クラス替えによってストレスや不安を多大に感じてしまい、学校嫌いになったり不登校になる可能性もあります。
そうならないように、前もって親や学校、担任の先生による配慮が必要です。

全ては発達障害の人を健常者と同じ集団生活を送らせる悲劇です。

発達障害の人と健常者を一緒に学ばせるインクルーシブ教育がありますが、まだ発展途上であり浸透率は低いそうです。

発達障害の子どもにとってのインクルーシブ教育と特別支援級

クラス替えの意義は、環境変化による子供の成長を促す理由があります。
しかし、発達障害のアスペルガーの人にとっては、特性によって逆効果となってしまいます。
精神や心に多大な負担がかかるからです。
また、新しい環境に適応、友達作りなども難しいです。

不登校や学校嫌いになる可能性も高いです。
ただアスペルガーASDの人は、規律やルールを厳守する気持ちを持っているので、耐え抜いてしまいます。
私も、クラス替えによって最悪な状態になっていましたが、休むことはありませんでした。

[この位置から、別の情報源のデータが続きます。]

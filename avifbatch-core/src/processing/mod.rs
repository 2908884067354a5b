//! Core batch processing logic and orchestration.
//!
//! This module organizes the per-batch steps into submodules: the sequencer
//! that drives encodes one at a time, the outcome evaluator that measures each
//! result, and the running totals both of them share.

/// Sequential batch orchestration
pub mod batch;

/// Per-file size comparison and keep/delete decisions
pub mod outcome;

/// Running byte totals
pub mod totals;

pub use batch::{BatchAborted, BatchSequencer, BatchState, process_batch};
pub use outcome::{EncodeOutcome, ReferenceOutcome, SizeComparison, compare_sizes, evaluate_outcome};
pub use totals::BatchTotals;
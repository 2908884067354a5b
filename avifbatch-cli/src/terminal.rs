//! Terminal styling for avifbatch.
//!
//! Everything is printed through the `log` facade so that the log file gets
//! the same lines as the console; colors are stripped on the way to the file.

use avifbatch_core::config::utils::get_env_opt_string;
use log::{Level, error, info, warn};
use owo_colors::OwoColorize;
use std::sync::atomic::{AtomicBool, Ordering};
use supports_color::Stream;

static COLOR_ENABLED: AtomicBool = AtomicBool::new(false);

/// Decides once whether console output may be colored.
pub fn init_color(no_color_flag: bool) {
    let enabled = !no_color_flag
        && get_env_opt_string("NO_COLOR").is_none()
        && supports_color::on(Stream::Stdout).is_some();
    COLOR_ENABLED.store(enabled, Ordering::Relaxed);
}

/// Check if color should be used
pub fn should_use_color() -> bool {
    COLOR_ENABLED.load(Ordering::Relaxed)
}

/// Styles a console log line according to its level.
pub fn style_for_level(level: Level, message: &str) -> String {
    if !should_use_color() {
        return message.to_string();
    }
    match level {
        Level::Error => message.red().bold().to_string(),
        Level::Warn => message.yellow().to_string(),
        Level::Info => message.to_string(),
        Level::Debug | Level::Trace => message.dimmed().to_string(),
    }
}

/// Print a section header for major workflow phases
pub fn print_section(title: &str) {
    info!("");
    if should_use_color() {
        info!("===== {} =====", title.to_uppercase().cyan());
    } else {
        info!("===== {} =====", title.to_uppercase());
    }
    info!("");
}

const STATUS_LABEL_WIDTH: usize = 15;

/// Spaces between a status label and its value, at least one.
fn status_padding(label: &str) -> usize {
    STATUS_LABEL_WIDTH
        .saturating_sub(label.chars().count())
        .max(1)
}

/// Print a status line (key-value pair)
pub fn print_status(label: &str, value: &str) {
    let padding = status_padding(label);
    let label = format!("{label}:");
    if should_use_color() {
        info!("  {}{} {}", label.bold(), " ".repeat(padding - 1), value);
    } else {
        info!("  {}{} {}", label, " ".repeat(padding - 1), value);
    }
}

/// Print a plain indented line
pub fn print_line(message: &str) {
    info!("  {message}");
}

/// Print a success message
pub fn print_success(message: &str) {
    info!("");
    if should_use_color() {
        info!("  ✓ {}", message.green());
    } else {
        info!("  ✓ {message}");
    }
}

/// Print a warning message
pub fn print_warning(message: &str) {
    warn!("  ⚠ {message}");
}

/// Print an error message
pub fn print_error(message: &str) {
    error!("  ✗ {message}");
}
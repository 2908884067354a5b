//! Batch-level reporting.
//!
//! Turns the sequencer's totals into the final report: byte totals, percent
//! saved and the oversized-output notice.

pub mod summary;

pub use summary::{BatchReport, percent_saved};
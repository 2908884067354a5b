// ============================================================================
// avifbatch-cli/src/logging.rs
// ============================================================================
//
// LOGGING SETUP: Console and File Output via fern
//
// The core library only emits `log` records. This module installs the
// dispatcher that routes them:
//
// - Console: message only, colored by level. `info` by default, `debug`
//   with --verbose, `warn` with --json. Warnings and errors go to stderr,
//   the rest to stdout. With --json everything goes to stderr so stdout
//   carries only the report.
// - Log file: every record at `debug`, timestamped, ANSI codes stripped.
//
// AI-ASSISTANT-INFO: Logging setup and helper functions

use crate::error::{CliErrorContext, CliResult};
use crate::terminal;

use avifbatch_core::CoreError;
use log::{Level, LevelFilter};
use std::fs;
use std::path::{Path, PathBuf};

/// Returns the current local timestamp formatted as "YYYYMMDD_HHMMSS".
///
/// # Example
/// ```
/// let log_filename = format!("avifbatch_run_{}.log", avifbatch_cli::logging::get_timestamp());
/// assert!(log_filename.ends_with(".log"));
/// ```
pub fn get_timestamp() -> String {
    chrono::Local::now().format("%Y%m%d_%H%M%S").to_string()
}

/// Path of this run's log file inside `log_dir`.
pub fn log_file_path(log_dir: &Path) -> PathBuf {
    log_dir.join(format!("avifbatch_run_{}.log", get_timestamp()))
}

/// Whether a console record at `level` belongs on stderr.
pub fn routes_to_stderr(level: Level, stdout_reserved: bool) -> bool {
    stdout_reserved || level <= Level::Warn
}

/// Installs the global logger.
///
/// `stdout_reserved` sends every console record to stderr, for runs that
/// print machine-readable output on stdout. `log_file`, when given, is
/// created (along with its directory) and receives every record at debug
/// level.
pub fn setup_logging(
    console_level: LevelFilter,
    stdout_reserved: bool,
    log_file: Option<&Path>,
) -> CliResult<()> {
    let console = fern::Dispatch::new()
        .level(console_level)
        .format(|out, message, record| {
            out.finish(format_args!(
                "{}",
                terminal::style_for_level(record.level(), &message.to_string())
            ))
        })
        .chain(
            fern::Dispatch::new()
                .filter(move |meta| routes_to_stderr(meta.level(), stdout_reserved))
                .chain(std::io::stderr()),
        )
        .chain(
            fern::Dispatch::new()
                .filter(move |meta| !routes_to_stderr(meta.level(), stdout_reserved))
                .chain(std::io::stdout()),
        );

    let mut dispatch = fern::Dispatch::new()
        .level(LevelFilter::Debug)
        .chain(console);

    if let Some(path) = log_file {
        if let Some(dir) = path.parent().filter(|p| !p.as_os_str().is_empty()) {
            fs::create_dir_all(dir).cli_with_context(|| {
                format!("Failed to create log directory '{}'", dir.display())
            })?;
        }
        let file = fern::log_file(path)
            .cli_with_context(|| format!("Failed to open log file '{}'", path.display()))?;

        let file_output = fern::Dispatch::new()
            .level(LevelFilter::Debug)
            .format(|out, message, record| {
                out.finish(format_args!(
                    "{} [{:<5}] {}",
                    chrono::Local::now().format("%Y-%m-%d %H:%M:%S"),
                    record.level(),
                    strip_ansi_escapes::strip_str(message.to_string())
                ))
            })
            .chain(file);
        dispatch = dispatch.chain(file_output);
    }

    dispatch.apply().map_err(|e| {
        CoreError::OperationFailed(format!("Failed to initialize logging: {e}"))
    })
}
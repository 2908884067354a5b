// ============================================================================
// avifbatch-core/src/external/encoder_executor.rs
// ============================================================================
//
// ENCODER EXECUTOR: Encoder Process Management and Abstraction
//
// This module provides abstractions for spawning the encoder executable and
// waiting for it. The child's stdout and stderr are inherited from the parent
// so encoder output shows up live, unbuffered, on the caller's console.
//
// KEY COMPONENTS:
// - EncoderProcess: Trait representing a running encoder
// - EncoderSpawner: Trait for starting encoder processes
// - CommandSpawner: Concrete implementation using std::process::Command
//
// No timeout is applied: a hung encoder blocks the batch until it exits.
//
// AI-ASSISTANT-INFO: Encoder process management and execution abstraction

use crate::error::{CoreResult, command_start_error, command_wait_error};
use crate::external::encoder_args::EncoderInvocation;
use std::process::{Child, Command, Stdio};

/// Exit code reported when the child was terminated without one (e.g. by a signal).
pub const NO_EXIT_CODE: i32 = -1;

// --- Encoder Execution Abstraction ---

/// Trait representing an active encoder process.
pub trait EncoderProcess {
    /// Blocks until the process exits and returns its exit code.
    fn wait(&mut self) -> CoreResult<i32>;
}

/// Trait representing something that can start an encoder process.
pub trait EncoderSpawner {
    type Process: EncoderProcess;

    /// Starts the encoder. Launch failures (missing binary, permissions) are errors here.
    fn spawn(&self, invocation: &EncoderInvocation) -> CoreResult<Self::Process>;
}

// --- Concrete Implementation using std::process ---

/// Wrapper around `std::process::Child` implementing `EncoderProcess`.
pub struct CommandProcess {
    name: String,
    child: Child,
}

impl EncoderProcess for CommandProcess {
    fn wait(&mut self) -> CoreResult<i32> {
        let status = self
            .child
            .wait()
            .map_err(|e| command_wait_error(self.name.clone(), e))?;
        Ok(status.code().unwrap_or(NO_EXIT_CODE))
    }
}

/// Spawns the encoder with inherited stdio.
#[derive(Debug, Clone, Default)]
pub struct CommandSpawner;

impl EncoderSpawner for CommandSpawner {
    type Process = CommandProcess;

    fn spawn(&self, invocation: &EncoderInvocation) -> CoreResult<Self::Process> {
        let name = invocation.program.display().to_string();
        crate::logging::log_invocation(invocation);

        let child = Command::new(&invocation.program)
            .args(&invocation.args)
            .stdin(Stdio::null())
            .stdout(Stdio::inherit())
            .stderr(Stdio::inherit())
            .spawn()
            .map_err(|e| {
                log::error!("Failed to start encoder '{}': {}", name, e);
                command_start_error(name.clone(), e)
            })?;

        Ok(CommandProcess { name, child })
    }
}
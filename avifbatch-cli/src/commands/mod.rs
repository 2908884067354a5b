// avifbatch-cli/src/commands/mod.rs
//
// Subcommand implementations.

pub mod encode;
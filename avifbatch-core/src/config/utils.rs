//! Configuration utility functions
//!
//! Helpers for reading configuration values from environment variables.

/// Get a non-empty string value from an environment variable, if set
pub fn get_env_opt_string(key: &str) -> Option<String> {
    std::env::var(key).ok().filter(|val| !val.trim().is_empty())
}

アスペルガーASDは、普通が判らず、自分がどれくらい酷い状態なのか理解できていないから我慢できるのです。

子供の頃の学校での集団生活や人との触れ合いが、大人になって多大な影響を及ぼします。
発達障害の人は、クラス替えで健常者の何倍も大変な思いをしますが、何とか乗り越えて平穏な学園生活を送って欲しいと願います。